## Aim of the exercise
The line containing "async fn mount_upstreams(server: &MockServer, versions: &[&str])" marks the end: write out exactly every line from the first line of the data below through that line, and only those.

## Entries supplied

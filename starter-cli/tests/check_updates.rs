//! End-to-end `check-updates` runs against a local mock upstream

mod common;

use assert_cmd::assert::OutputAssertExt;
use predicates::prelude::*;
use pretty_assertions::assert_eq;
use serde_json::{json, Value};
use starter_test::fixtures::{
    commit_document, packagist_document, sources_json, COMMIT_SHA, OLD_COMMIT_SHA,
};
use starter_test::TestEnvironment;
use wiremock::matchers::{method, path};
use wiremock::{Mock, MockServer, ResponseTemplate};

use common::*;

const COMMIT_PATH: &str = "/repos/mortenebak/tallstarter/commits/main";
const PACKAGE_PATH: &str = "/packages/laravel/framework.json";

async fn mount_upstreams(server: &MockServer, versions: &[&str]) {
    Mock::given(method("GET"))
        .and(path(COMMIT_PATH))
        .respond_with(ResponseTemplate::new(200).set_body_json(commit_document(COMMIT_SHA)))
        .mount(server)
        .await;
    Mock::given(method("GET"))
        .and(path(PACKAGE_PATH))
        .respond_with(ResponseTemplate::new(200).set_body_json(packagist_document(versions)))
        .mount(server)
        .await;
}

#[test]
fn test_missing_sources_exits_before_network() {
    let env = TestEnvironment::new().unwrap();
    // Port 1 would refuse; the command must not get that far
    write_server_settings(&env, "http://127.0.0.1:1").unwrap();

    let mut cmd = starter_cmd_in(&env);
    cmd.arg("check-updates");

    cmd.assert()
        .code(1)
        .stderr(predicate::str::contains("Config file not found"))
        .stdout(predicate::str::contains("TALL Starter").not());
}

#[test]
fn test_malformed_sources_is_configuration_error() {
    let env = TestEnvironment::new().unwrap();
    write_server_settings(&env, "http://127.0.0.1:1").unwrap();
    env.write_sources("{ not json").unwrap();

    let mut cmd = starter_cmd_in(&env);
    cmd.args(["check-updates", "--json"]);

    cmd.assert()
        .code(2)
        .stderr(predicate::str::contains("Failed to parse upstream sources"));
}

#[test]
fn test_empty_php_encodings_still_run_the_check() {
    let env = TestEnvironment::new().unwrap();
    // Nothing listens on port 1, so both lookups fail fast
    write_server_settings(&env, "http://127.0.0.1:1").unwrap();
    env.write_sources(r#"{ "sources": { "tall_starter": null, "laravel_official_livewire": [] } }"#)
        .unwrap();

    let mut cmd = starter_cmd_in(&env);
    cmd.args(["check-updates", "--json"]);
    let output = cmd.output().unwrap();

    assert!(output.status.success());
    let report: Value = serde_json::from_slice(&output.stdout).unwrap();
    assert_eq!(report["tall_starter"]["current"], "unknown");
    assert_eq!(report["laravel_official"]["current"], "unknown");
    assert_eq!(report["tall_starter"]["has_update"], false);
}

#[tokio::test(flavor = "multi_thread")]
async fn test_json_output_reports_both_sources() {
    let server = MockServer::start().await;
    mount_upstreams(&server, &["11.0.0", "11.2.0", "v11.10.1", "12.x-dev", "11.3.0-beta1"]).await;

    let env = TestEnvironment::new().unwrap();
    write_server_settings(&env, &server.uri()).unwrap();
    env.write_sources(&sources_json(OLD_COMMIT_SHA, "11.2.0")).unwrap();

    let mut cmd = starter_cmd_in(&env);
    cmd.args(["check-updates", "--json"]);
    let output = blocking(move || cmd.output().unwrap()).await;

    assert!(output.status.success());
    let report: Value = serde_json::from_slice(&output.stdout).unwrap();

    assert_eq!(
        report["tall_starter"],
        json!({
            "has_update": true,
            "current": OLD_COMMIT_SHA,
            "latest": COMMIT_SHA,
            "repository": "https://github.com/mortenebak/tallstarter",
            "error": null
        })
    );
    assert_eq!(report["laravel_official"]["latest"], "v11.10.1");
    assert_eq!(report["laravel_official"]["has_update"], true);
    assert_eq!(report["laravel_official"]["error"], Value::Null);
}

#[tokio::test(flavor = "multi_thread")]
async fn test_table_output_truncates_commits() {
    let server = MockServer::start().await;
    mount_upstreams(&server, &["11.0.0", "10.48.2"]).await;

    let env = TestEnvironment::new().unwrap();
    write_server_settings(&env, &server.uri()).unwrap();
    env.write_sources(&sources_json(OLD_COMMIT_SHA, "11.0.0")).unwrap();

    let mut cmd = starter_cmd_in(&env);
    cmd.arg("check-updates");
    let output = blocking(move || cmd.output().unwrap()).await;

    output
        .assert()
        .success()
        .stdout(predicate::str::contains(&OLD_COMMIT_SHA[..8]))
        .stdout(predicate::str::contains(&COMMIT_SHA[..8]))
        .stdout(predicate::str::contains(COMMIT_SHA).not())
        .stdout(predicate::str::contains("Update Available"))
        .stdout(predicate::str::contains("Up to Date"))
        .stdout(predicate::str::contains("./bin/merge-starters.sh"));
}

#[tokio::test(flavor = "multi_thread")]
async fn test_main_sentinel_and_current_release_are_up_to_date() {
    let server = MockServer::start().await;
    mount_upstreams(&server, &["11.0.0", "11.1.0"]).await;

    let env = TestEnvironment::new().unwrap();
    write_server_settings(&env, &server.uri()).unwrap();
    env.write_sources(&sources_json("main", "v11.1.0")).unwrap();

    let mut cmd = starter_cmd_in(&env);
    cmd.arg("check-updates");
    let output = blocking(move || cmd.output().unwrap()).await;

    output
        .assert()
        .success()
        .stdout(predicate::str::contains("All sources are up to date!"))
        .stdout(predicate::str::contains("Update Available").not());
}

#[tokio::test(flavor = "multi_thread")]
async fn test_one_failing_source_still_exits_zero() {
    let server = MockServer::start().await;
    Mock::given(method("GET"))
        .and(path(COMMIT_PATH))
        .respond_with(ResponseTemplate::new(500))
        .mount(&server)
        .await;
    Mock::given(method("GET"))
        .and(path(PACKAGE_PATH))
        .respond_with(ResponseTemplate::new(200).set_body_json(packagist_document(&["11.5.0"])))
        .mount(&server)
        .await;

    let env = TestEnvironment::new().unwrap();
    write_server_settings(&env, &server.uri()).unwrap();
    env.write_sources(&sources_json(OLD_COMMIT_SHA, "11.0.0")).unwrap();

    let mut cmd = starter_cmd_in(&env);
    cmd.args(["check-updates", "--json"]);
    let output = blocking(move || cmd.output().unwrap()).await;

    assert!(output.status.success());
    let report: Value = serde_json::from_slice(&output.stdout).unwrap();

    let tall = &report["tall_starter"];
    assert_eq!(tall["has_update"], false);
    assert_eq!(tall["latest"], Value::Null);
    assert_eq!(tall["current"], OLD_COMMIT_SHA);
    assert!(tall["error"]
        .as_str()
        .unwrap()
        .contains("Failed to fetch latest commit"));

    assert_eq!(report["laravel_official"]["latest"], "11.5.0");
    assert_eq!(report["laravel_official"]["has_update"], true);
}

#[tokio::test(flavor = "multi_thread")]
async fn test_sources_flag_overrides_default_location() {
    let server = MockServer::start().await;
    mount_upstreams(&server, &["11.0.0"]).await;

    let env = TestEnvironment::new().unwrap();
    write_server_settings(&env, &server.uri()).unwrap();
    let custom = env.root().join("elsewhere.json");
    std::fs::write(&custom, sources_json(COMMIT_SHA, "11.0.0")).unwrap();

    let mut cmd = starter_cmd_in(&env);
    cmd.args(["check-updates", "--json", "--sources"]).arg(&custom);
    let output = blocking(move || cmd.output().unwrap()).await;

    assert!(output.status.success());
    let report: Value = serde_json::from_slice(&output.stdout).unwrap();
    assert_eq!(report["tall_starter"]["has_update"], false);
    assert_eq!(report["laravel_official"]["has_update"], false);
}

## Response to the exercise
filename starter-cli/tests/check_updates.rs
//! End-to-end `check-updates` runs against a local mock upstream

mod common;

use assert_cmd::assert::OutputAssertExt;
use predicates::prelude::*;
use pretty_assertions::assert_eq;
use serde_json::{json, Value};
use starter_test::fixtures::{
    commit_document, packagist_document, sources_json, COMMIT_SHA, OLD_COMMIT_SHA,
};
use starter_test::TestEnvironment;
use wiremock::matchers::{method, path};
use wiremock::{Mock, MockServer, ResponseTemplate};

use common::*;

const COMMIT_PATH: &str = "/repos/mortenebak/tallstarter/commits/main";
const PACKAGE_PATH: &str = "/packages/laravel/framework.json";

async fn mount_upstreams(server: &MockServer, versions: &[&str]) {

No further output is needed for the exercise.